El papel de esto en su decisión me quedó clarísimo. «No quiero vivir en un mundo sin privacidad ni libertad, donde se suprima el extraordinario valor de internet», dijo Snowden, que sentía el impulso de hacer todo lo posible para impedir que sucediera eso o, siendo más exactos, para permitir que otros tomaran la decisión de actuar o no en defensa de esos valores.

En ese orden de cosas, Snowden hacía una y otra vez hincapié en que su objetivo no era destruir la capacidad de la NSA para eliminar la privacidad. «Esta decisión no me corresponde a mí», dijo.
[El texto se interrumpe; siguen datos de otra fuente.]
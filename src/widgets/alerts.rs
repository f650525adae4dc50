//! Alert banner.
//!
//! # Size Classes
//!
//! | Size | Height | Margin / radius | Text |
//! |------|--------|-----------------|------|
//! | Small | 271 | 40 / 30 | one line, 74 px |
//! | Mid | 420 | 40 / 30 | 88 px bold headline over 66 px line |
//! | Full | whole view | 0 / 0 | wrapped paragraphs, smaller headline past 15 chars |
//!
//! The banner sits at the bottom of the view it is drawn into. The status
//! color is laid down first, then a black top-to-bottom gradient darkens it.

use crate::alerts::Alert;
use crate::colors::{ALERT_CRITICAL, ALERT_NORMAL, ALERT_USER_PROMPT, Rgba, WHITE, black};
use crate::scene::{DrawOp, Gradient, Layer, Paint, PointF, RectF, Scene, TextAlign, TextOp};
use crate::topics::{AlertSize, AlertStatus};

const SMALL_H: f32 = 271.0;
const MID_H: f32 = 420.0;
const MARGIN: f32 = 40.0;
const RADIUS: f32 = 30.0;

/// Headlines longer than this use the smaller full-screen font tier.
const LONG_TEXT_CHARS: usize = 15;

pub const fn alert_color(status: AlertStatus) -> Rgba {
    match status {
        AlertStatus::Normal => ALERT_NORMAL,
        AlertStatus::UserPrompt => ALERT_USER_PROMPT,
        AlertStatus::Critical => ALERT_CRITICAL,
    }
}

/// Banner rectangle, `None` when the alert is not shown.
pub fn alert_rect(size: AlertSize, width: f32, height: f32) -> Option<RectF> {
    let (h, margin) = match size {
        AlertSize::None => return None,
        AlertSize::Small => (SMALL_H, MARGIN),
        AlertSize::Mid => (MID_H, MARGIN),
        AlertSize::Full => (height, 0.0),
    };
    Some(RectF::new(margin, height - h + margin, width - margin * 2.0, h - margin * 2.0))
}

fn push_text(scene: &mut Scene, op: TextOp) {
    if !op.text.is_empty() {
        scene.push(Layer::Alert, DrawOp::Text(op));
    }
}

pub fn draw_alert(scene: &mut Scene, alert: &Alert, width: f32, height: f32) {
    let Some(r) = alert_rect(alert.size, width, height) else {
        return;
    };
    let radius = if alert.size == AlertSize::Full { 0.0 } else { RADIUS };

    scene.push(Layer::Alert, DrawOp::RoundedRect {
        rect: r,
        top_radius: radius,
        bottom_radius: radius,
        fill: Some(Paint::Solid(alert_color(alert.status))),
        stroke: None,
    });
    let shade = Gradient::new(r.y, r.bottom()).with_stop(0.0, black(13)).with_stop(1.0, black(89));
    scene.push(Layer::Alert, DrawOp::RoundedRect {
        rect: r,
        top_radius: radius,
        bottom_radius: radius,
        fill: Some(Paint::Vertical(shade)),
        stroke: None,
    });

    let c = r.center();
    match alert.size {
        AlertSize::Small => {
            push_text(scene, TextOp::new(alert.text1.as_str(), c, 74.0, WHITE, TextAlign::Center).bold());
        }
        AlertSize::Mid => {
            let top = PointF::new(c.x, c.y - 125.0);
            push_text(scene, TextOp::new(alert.text1.as_str(), top, 88.0, WHITE, TextAlign::TopCenter).bold());
            let bottom = PointF::new(c.x, c.y + 21.0);
            push_text(scene, TextOp::new(alert.text2.as_str(), bottom, 66.0, WHITE, TextAlign::TopCenter));
        }
        AlertSize::Full => {
            let long = alert.text1.chars().count() > LONG_TEXT_CHARS;
            let wrap = r.w - 60.0;
            let (size1, y1) = if long { (132.0, 240.0) } else { (177.0, 270.0) };
            let y2 = r.h - if long { 361.0 } else { 420.0 };
            push_text(
                scene,
                TextOp::new(alert.text1.as_str(), PointF::new(c.x, r.y + y1), size1, WHITE, TextAlign::TopCenter)
                    .bold()
                    .wrapped(wrap),
            );
            push_text(
                scene,
                TextOp::new(alert.text2.as_str(), PointF::new(c.x, r.y + y2), 88.0, WHITE, TextAlign::TopCenter)
                    .wrapped(wrap),
            );
        }
        AlertSize::None => {}
    }
}

#[cfg(test)]
mod tests {
    use super::*;

    fn alert(text1: &str, text2: &str, size: AlertSize, status: AlertStatus) -> Alert {
        Alert::new(text1, text2, "test", size, status)
    }

    #[test]
    fn test_hidden_alert_draws_nothing() {
        let mut scene = Scene::new(2100, 1020);
        draw_alert(&mut scene, &Alert::default(), 2100.0, 1020.0);
        assert!(scene.is_empty());
    }

    #[test]
    fn test_rect_per_size() {
        let small = alert_rect(AlertSize::Small, 2100.0, 1020.0).expect("small");
        assert_eq!(small, RectF::new(40.0, 789.0, 2020.0, 191.0));
        let full = alert_rect(AlertSize::Full, 2100.0, 1020.0).expect("full");
        assert_eq!(full, RectF::new(0.0, 0.0, 2100.0, 1020.0), "Full banner covers the view edge to edge");
    }

    #[test]
    fn test_background_then_shade() {
        let mut scene = Scene::new(2100, 1020);
        draw_alert(&mut scene, &alert("Hi", "", AlertSize::Small, AlertStatus::Critical), 2100.0, 1020.0);
        let ops: Vec<_> = scene.layer_ops(Layer::Alert).collect();
        match (ops[0], ops[1]) {
            (DrawOp::RoundedRect { fill: Some(Paint::Solid(c)), .. }, DrawOp::RoundedRect { fill: Some(Paint::Vertical(g)), .. }) => {
                assert_eq!(*c, ALERT_CRITICAL);
                assert_eq!(g.stops()[0].1.a, 13);
                assert_eq!(g.stops()[1].1.a, 89);
            }
            other => panic!("unexpected ops {other:?}"),
        }
    }

    #[test]
    fn test_mid_draws_two_lines() {
        let mut scene = Scene::new(2100, 1020);
        draw_alert(&mut scene, &alert("Top", "Bottom", AlertSize::Mid, AlertStatus::Normal), 2100.0, 1020.0);
        let texts: Vec<_> = scene.texts(Layer::Alert).collect();
        assert_eq!(texts.len(), 2);
        assert!(texts[0].bold && !texts[1].bold);
        assert!(texts[0].anchor.y < texts[1].anchor.y, "Headline above the second line");
    }

    #[test]
    fn test_full_long_headline_smaller_font() {
        let mut scene = Scene::new(2100, 1020);
        draw_alert(&mut scene, &alert("TAKE CONTROL IMMEDIATELY", "x", AlertSize::Full, AlertStatus::Critical), 2100.0, 1020.0);
        let head = scene.texts(Layer::Alert).next().expect("headline");
        assert!((head.size - 132.0).abs() < f32::EPSILON);
        assert!(head.wrap_width.is_some());

        let mut scene = Scene::new(2100, 1020);
        draw_alert(&mut scene, &alert("Short", "x", AlertSize::Full, AlertStatus::Critical), 2100.0, 1020.0);
        let head = scene.texts(Layer::Alert).next().expect("headline");
        assert!((head.size - 177.0).abs() < f32::EPSILON);
    }

    #[test]
    fn test_full_has_square_corners() {
        let mut scene = Scene::new(2100, 1020);
        draw_alert(&mut scene, &alert("A", "", AlertSize::Full, AlertStatus::Normal), 2100.0, 1020.0);
        match scene.layer_ops(Layer::Alert).next() {
            Some(DrawOp::RoundedRect { top_radius, bottom_radius, .. }) => {
                assert!(*top_radius == 0.0 && *bottom_radius == 0.0);
            }
            other => panic!("unexpected op {other:?}"),
        }
    }
}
Lo que sí quería era que los ciudadanos de EE.UU. y del mundo entero supieran qué se estaba haciendo con su privacidad, darles esa información. «Mi intención no es destruir estos sistemas», insistía, «sino ayudar a la gente a decidir si deben seguir actuando igual o no».

Con frecuencia, los reveladores de secretos como Snowden son calificados de solitarios o perdedores, gente que no actúa a partir de la conciencia sino de la alienación y la frustración ante una vida fracasada. Pero Snowden era todo lo contrario: tenía una vida llena de cosas que la gente considera valiosísimas. Su decisión de filtrar los documentos significó renunciar a una novia de hacía años a la que quería, una vida en la paradisíaca Hawái, una familia que le apoyaba, una actividad profesional estable, un buen sueldo, una existencia llena de posibilidades de toda índole.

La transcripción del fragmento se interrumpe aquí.